明日叶茎基腐病病样于2021年5月采自湖北省农业科学院经济作物研究所蔬菜试验示范基地。供试马铃薯琼脂培养基（PDA）配方如下：马铃薯200.00 g、葡萄糖20.00 g、琼脂16.00 g，用蒸馏水配制至1 L；供试查氏培养基配方如下：硝酸钠 2.00 g、磷酸氢二钾1.00 g、氯化钾0.50 g、七水合硫酸镁0.50 g、硫酸亚铁0.01 g、蔗糖30.00 g、琼脂16.00 g，用蒸馏水配制至1 L[21]。

1.2 方法

1.2.1 病原菌的分离纯化 病样在流水下充分冲洗干净，吸干表面水分。采用组织分离法[22]，选择田间发病植株茎基部的病健交界处切20个5 mm×5 mm大小的组织块，用75%乙醇进行表面消毒10～20 s，无菌水漂洗3次后用3%次氯酸钠溶液消毒30 s，无菌水漂洗3次后放置于PDA平板25 ℃培养，待组织块周围有菌丝长出时及时挑取菌丝尖端至新PDA平板上，如此纯化3次。选择具有代表性的菌株接种于PDA平板上，25 ℃恒温培养备用。

1.2.2 病原菌致病性鉴定 选取健康的明日叶植株，分别切取其茎基部和根部组织块用75%乙醇进行表面消毒，在接种处用无菌接种针扎小孔3个，用接种针挑取菌丝接种于小孔处，放置25 ℃恒温培养箱培养，定期观察组织块的发病情况。以无菌水为对照，每个处理3次重复。待组织块发病后进行组织分离，并对分离的病原菌进行鉴定。

1.2.3 病原菌分子鉴定 采用CTAB法提取分离得到的病原菌基因组DNA，利用通用引物ITS1（5’-TCCGTAGGTGAACCTGCGG-3’）和ITS4（5’-TCCTCCGCTTATTGATATGC-3’）对病原菌的rDNA-ITS序列进行扩增[23]。所得PCR产物通过琼脂糖凝胶电泳检测后，送武汉天一辉远生物科技有限公司进行纯化和序列测定，测序结果在NCBI中进行Blast比对分析，利用Mega 6.0采用邻接法（neighbor-joining）构建系统发育树进行病原菌鉴定。参考菌株序列来源于NCBI数据库。
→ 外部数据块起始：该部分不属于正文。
use chrono::{DateTime, Utc};
use serde::{Deserialize, Serialize};
use std::sync::Arc;
use tracing::{info, instrument, warn};
use validator::Validate;

use crate::{
    errors::ServiceError,
    events::Event,
    metrics,
    models::{generate_id, NewProduct, Product, ProductUpdate, Snapshot, TransferStatus},
    storage::StorageKey,
    store::DataStore,
};

/// Direction of a relative stock adjustment.
#[derive(
    Debug, Clone, Copy, PartialEq, Eq, Serialize, Deserialize, strum::Display, strum::EnumString,
)]
#[strum(serialize_all = "lowercase")]
#[serde(rename_all = "lowercase")]
pub enum AdjustmentKind {
    Add,
    Subtract,
}

/// Result of a single-showroom stock change.
#[derive(Debug, Clone, Copy, PartialEq, Eq, Serialize)]
#[serde(rename_all = "camelCase")]
pub struct StockChange {
    pub old_quantity: u32,
    pub new_quantity: u32,
}

/// Overwrites the quantity of `product_id` at `showroom_id`.
pub fn apply_set_stock(
    snapshot: &mut Snapshot,
    product_id: &str,
    showroom_id: &str,
    quantity: u32,
    now: DateTime<Utc>,
) -> Result<StockChange, ServiceError> {
    snapshot.showroom(showroom_id)?;
    let product = snapshot.product_mut(product_id)?;
    let old_quantity = product.quantity_at(showroom_id);
    product.stock.insert(showroom_id.to_string(), quantity);
    product.touch(now);
    Ok(StockChange {
        old_quantity,
        new_quantity: quantity,
    })
}

/// Moves `quantity` units between two showrooms of one product.
///
/// Either both sides change or neither does; total stock of the product is
/// conserved.
pub fn apply_move_stock(
    snapshot: &mut Snapshot,
    product_id: &str,
    from_showroom_id: &str,
    to_showroom_id: &str,
    quantity: u32,
    now: DateTime<Utc>,
) -> Result<(), ServiceError> {
    if quantity == 0 {
        return Err(ServiceError::ValidationError(
            "Transfer quantity must be greater than zero".to_string(),
        ));
    }
    if from_showroom_id == to_showroom_id {
        return Err(ServiceError::ValidationError(
            "Source and destination showrooms must differ".to_string(),
        ));
    }
    snapshot.showroom(from_showroom_id)?;
    snapshot.showroom(to_showroom_id)?;

    let product = snapshot.product_mut(product_id)?;
    let available = product.quantity_at(from_showroom_id);
    if available < quantity {
        return Err(ServiceError::InsufficientStock {
            product_id: product_id.to_string(),
            showroom_id: from_showroom_id.to_string(),
            available,
            requested: quantity,
        });
    }
    let destination = product
        .quantity_at(to_showroom_id)
        .checked_add(quantity)
        .ok_or_else(|| {
            ServiceError::InvalidOperation(format!(
                "Stock of product {} at showroom {} would overflow",
                product_id, to_showroom_id
            ))
        })?;

    product
        .stock
        .insert(from_showroom_id.to_string(), available - quantity);
    product.stock.insert(to_showroom_id.to_string(), destination);
    product.touch(now);
    Ok(())
}

/// Adds to or subtracts from the quantity at one showroom. Subtraction never
/// drives stock below zero.
pub fn apply_adjust_stock(
    snapshot: &mut Snapshot,
    product_id: &str,
    showroom_id: &str,
    kind: AdjustmentKind,
    quantity: u32,
    now: DateTime<Utc>,
) -> Result<StockChange, ServiceError> {
    if quantity == 0 {
        return Err(ServiceError::ValidationError(
            "Adjustment quantity must be greater than zero".to_string(),
        ));
    }
    snapshot.showroom(showroom_id)?;
    let product = snapshot.product_mut(product_id)?;
    let old_quantity = product.quantity_at(showroom_id);
    let new_quantity = match kind {
        AdjustmentKind::Add => old_quantity.checked_add(quantity).ok_or_else(|| {
            ServiceError::InvalidOperation(format!(
                "Stock of product {} at showroom {} would overflow",
                product_id, showroom_id
            ))
        })?,
        AdjustmentKind::Subtract => {
            old_quantity
                .checked_sub(quantity)
                .ok_or_else(|| ServiceError::InsufficientStock {
                    product_id: product_id.to_string(),
                    showroom_id: showroom_id.to_string(),
                    available: old_quantity,
                    requested: quantity,
                })?
        }
    };
    product.stock.insert(showroom_id.to_string(), new_quantity);
    product.touch(now);
    Ok(StockChange {
        old_quantity,
        new_quantity,
    })
}

/// Stock ledger and product catalog operations.
#[derive(Clone)]
pub struct InventoryService {
    store: Arc<DataStore>,
}

impl InventoryService {
    pub fn new(store: Arc<DataStore>) -> Self {
        Self { store }
    }

    pub async fn list_products(&self) -> Vec<Product> {
        self.store.read(|s| s.products.clone()).await
    }

    pub async fn get_product(&self, product_id: &str) -> Result<Product, ServiceError> {
        self.store
            .read(|s| s.product(product_id).cloned())
            .await
    }

    /// Quantity of a product at one showroom; zero when never stocked there.
    pub async fn stock_level(&self, product_id: &str, showroom_id: &str) -> Result<u32, ServiceError> {
        self.store
            .read(|s| s.product(product_id).map(|p| p.quantity_at(showroom_id)))
            .await
    }

    #[instrument(skip(self))]
    pub async fn set_stock(
        &self,
        product_id: &str,
        showroom_id: &str,
        quantity: u32,
    ) -> Result<StockChange, ServiceError> {
        let now = Utc::now();
        let change = self
            .store
            .mutate(&[StorageKey::Products], |s| {
                apply_set_stock(s, product_id, showroom_id, quantity, now)
            })
            .await?;

        metrics::STOCK_UPDATES.inc();
        info!(
            product_id,
            showroom_id,
            old_quantity = change.old_quantity,
            new_quantity = change.new_quantity,
            "Stock level set"
        );
        self.store
            .emit(Event::StockUpdated {
                product_id: product_id.to_string(),
                showroom_id: showroom_id.to_string(),
                old_quantity: change.old_quantity,
                new_quantity: change.new_quantity,
                reason: None,
            })
            .await;
        Ok(change)
    }

    #[instrument(skip(self))]
    pub async fn move_stock(
        &self,
        product_id: &str,
        from_showroom_id: &str,
        to_showroom_id: &str,
        quantity: u32,
    ) -> Result<(), ServiceError> {
        let now = Utc::now();
        self.store
            .mutate(&[StorageKey::Products], |s| {
                apply_move_stock(s, product_id, from_showroom_id, to_showroom_id, quantity, now)
            })
            .await
            .map_err(|e| {
                warn!(error = %e, "Stock move rejected");
                e
            })?;

        metrics::STOCK_MOVES.inc();
        self.store
            .emit(Event::StockMoved {
                product_id: product_id.to_string(),
                from_showroom_id: from_showroom_id.to_string(),
                to_showroom_id: to_showroom_id.to_string(),
                quantity,
            })
            .await;
        Ok(())
    }

    #[instrument(skip(self))]
    pub async fn adjust_stock(
        &self,
        product_id: &str,
        showroom_id: &str,
        kind: AdjustmentKind,
        quantity: u32,
        reason: Option<String>,
    ) -> Result<StockChange, ServiceError> {
        let now = Utc::now();
        let change = self
            .store
            .mutate(&[StorageKey::Products], |s| {
                apply_adjust_stock(s, product_id, showroom_id, kind, quantity, now)
            })
            .await?;

        metrics::STOCK_UPDATES.inc();
        info!(
            product_id,
            showroom_id,
            %kind,
            quantity,
            "Stock adjusted"
        );
        self.store
            .emit(Event::StockUpdated {
                product_id: product_id.to_string(),
                showroom_id: showroom_id.to_string(),
                old_quantity: change.old_quantity,
                new_quantity: change.new_quantity,
                reason,
            })
            .await;
        Ok(change)
    }

    #[instrument(skip(self, new_product), fields(name = %new_product.name))]
    pub async fn add_product(&self, new_product: NewProduct) -> Result<Product, ServiceError> {
        new_product.validate()?;
        let now = Utc::now();
        let product = self
            .store
            .mutate(&[StorageKey::Products], |s| {
                for showroom_id in new_product.stock.keys() {
                    s.showroom(showroom_id).map_err(|_| {
                        ServiceError::ValidationError(format!(
                            "Stock references unknown showroom {}",
                            showroom_id
                        ))
                    })?;
                }
                let product = Product {
                    id: generate_id(),
                    name: new_product.name,
                    category: new_product.category,
                    unit: new_product.unit,
                    price: new_product.price,
                    gst: new_product.gst,
                    image: new_product.image,
                    description: new_product.description,
                    stock: new_product.stock,
                    created_at: now,
                    updated_at: None,
                };
                s.products.push(product.clone());
                Ok(product)
            })
            .await?;

        info!(product_id = %product.id, "Product created");
        self.store.emit(Event::ProductCreated(product.id.clone())).await;
        Ok(product)
    }

    #[instrument(skip(self, update))]
    pub async fn update_product(
        &self,
        product_id: &str,
        update: ProductUpdate,
    ) -> Result<Product, ServiceError> {
        update.validate()?;
        let now = Utc::now();
        let product = self
            .store
            .mutate(&[StorageKey::Products], |s| {
                let product = s.product_mut(product_id)?;
                update.apply(product, now);
                Ok(product.clone())
            })
            .await?;

        self.store
            .emit(Event::ProductUpdated(product_id.to_string()))
            .await;
        Ok(product)
    }

    /// Removes a product. Refused while a pending transfer still references it.
    #[instrument(skip(self))]
    pub async fn delete_product(&self, product_id: &str) -> Result<(), ServiceError> {
        self.store
            .mutate(&[StorageKey::Products], |s| {
                s.product(product_id)?;
                let pending = s.transfers.iter().any(|t| {
                    t.product_id == product_id && t.status == TransferStatus::Pending
                });
                if pending {
                    return Err(ServiceError::Conflict(format!(
                        "Product {} has pending transfers",
                        product_id
                    )));
                }
                s.products.retain(|p| p.id != product_id);
                Ok(())
            })
            .await?;

        info!(product_id, "Product deleted");
        self.store
            .emit(Event::ProductDeleted(product_id.to_string()))
            .await;
        Ok(())
    }
}
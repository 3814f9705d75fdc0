//! Generator configuration.
//!
//! Layers, later wins: built-in defaults, a `protogen.toml` file, then the
//! request's parameter string (`key=value,key=value`).

use serde::{Deserialize, Serialize};

use crate::{Error, Result};

/// Settings shared by every file of a batch.
#[derive(Debug, Clone, PartialEq, Eq, Serialize, Deserialize)]
#[serde(default, deny_unknown_fields)]
pub struct GeneratorConfig {
    /// Name written into the generated-code banner.
    pub generator: String,
    /// Extension of output files, without the leading dot.
    pub extension: String,
    /// Path prepended to imports of modules generated in this batch
    /// (e.g., `crate::proto`). External imports are written as given.
    pub import_prefix: Option<String>,
    /// Whether the header lists the file's top-level messages.
    pub list_messages: bool,
}

impl Default for GeneratorConfig {
    fn default() -> Self {
        Self {
            generator: "protogen".to_string(),
            extension: "pb.rs".to_string(),
            import_prefix: None,
            list_messages: true,
        }
    }
}

impl GeneratorConfig {
    /// Parse a configuration file (uses "protogen.toml" as filename)
    pub fn from_toml_str(content: &str) -> Result<Self> {
        Self::from_toml_str_with_filename(content, "protogen.toml")
    }

    /// Parse a configuration file with a custom filename for error reporting
    pub fn from_toml_str_with_filename(content: &str, filename: &str) -> Result<Self> {
        toml::from_str(content).map_err(|e| Error::config_file(e, content, filename))
    }

    /// Apply a generator parameter string on top of the current values.
    ///
    /// Entries are comma-separated `key=value` pairs; a bare `list_messages`
    /// means `list_messages=true`.
    ///
    /// # Errors
    ///
    /// Returns [`Error::Parameter`] for unknown keys or invalid values.
    pub fn apply_parameter(&mut self, parameter: &str) -> Result<()> {
        for entry in parameter.split(',').map(str::trim).filter(|e| !e.is_empty()) {
            let (key, value) = match entry.split_once('=') {
                Some((key, value)) => (key.trim(), Some(value.trim())),
                None => (entry, None),
            };

            match key {
                "generator" => self.generator = required(key, value)?.to_string(),
                "extension" | "ext" => {
                    self.extension = required(key, value)?.trim_start_matches('.').to_string();
                }
                "import_prefix" => {
                    self.import_prefix = value.filter(|v| !v.is_empty()).map(str::to_string);
                }
                "list_messages" => self.list_messages = parse_bool(key, value.unwrap_or("true"))?,
                _ => {
                    return Err(Box::new(Error::Parameter {
                        key: key.to_string(),
                        message: "unknown parameter".to_string(),
                    }));
                }
            }
        }
        Ok(())
    }

    /// Builder form of [`apply_parameter`](Self::apply_parameter).
    pub fn with_parameter(mut self, parameter: &str) -> Result<Self> {
        self.apply_parameter(parameter)?;
        Ok(self)
    }
}

fn required<'v>(key: &str, value: Option<&'v str>) -> Result<&'v str> {
    match value {
        Some(value) if !value.is_empty() => Ok(value),
        _ => Err(Box::new(Error::Parameter {
            key: key.to_string(),
            message: "a non-empty value is required".to_string(),
        })),
    }
}

fn parse_bool(key: &str, value: &str) -> Result<bool> {
    match value {
        "true" | "1" => Ok(true),
        "false" | "0" => Ok(false),
        other => Err(Box::new(Error::Parameter {
            key: key.to_string(),
            message: format!("expected true or false, got '{other}'"),
        })),
    }
}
1.2.4 病原菌生物学特性 （1）温度对病原菌菌丝生长的影响：用5 mm直径的打孔器打取菌饼接种于PDA平板中心处，分别放置在20、25、30、35 ℃的恒温培养箱中培养，36 h后采用十字交叉法测量菌落直径大小，每皿测定直径数2个，每个处理设置3次重复。

（2）pH值对病原菌菌丝生长的影响：PDA培养基pH值分别调至5、6、7、8、9、10、11等7个梯度，用5 mm直径的打孔器打取菌饼接种于相应的PDA平板中心处，25 ℃恒温培养，2 d后采用十字交叉法测量菌落直径大小，每皿测定直径数2个，每个处理设置3次重复。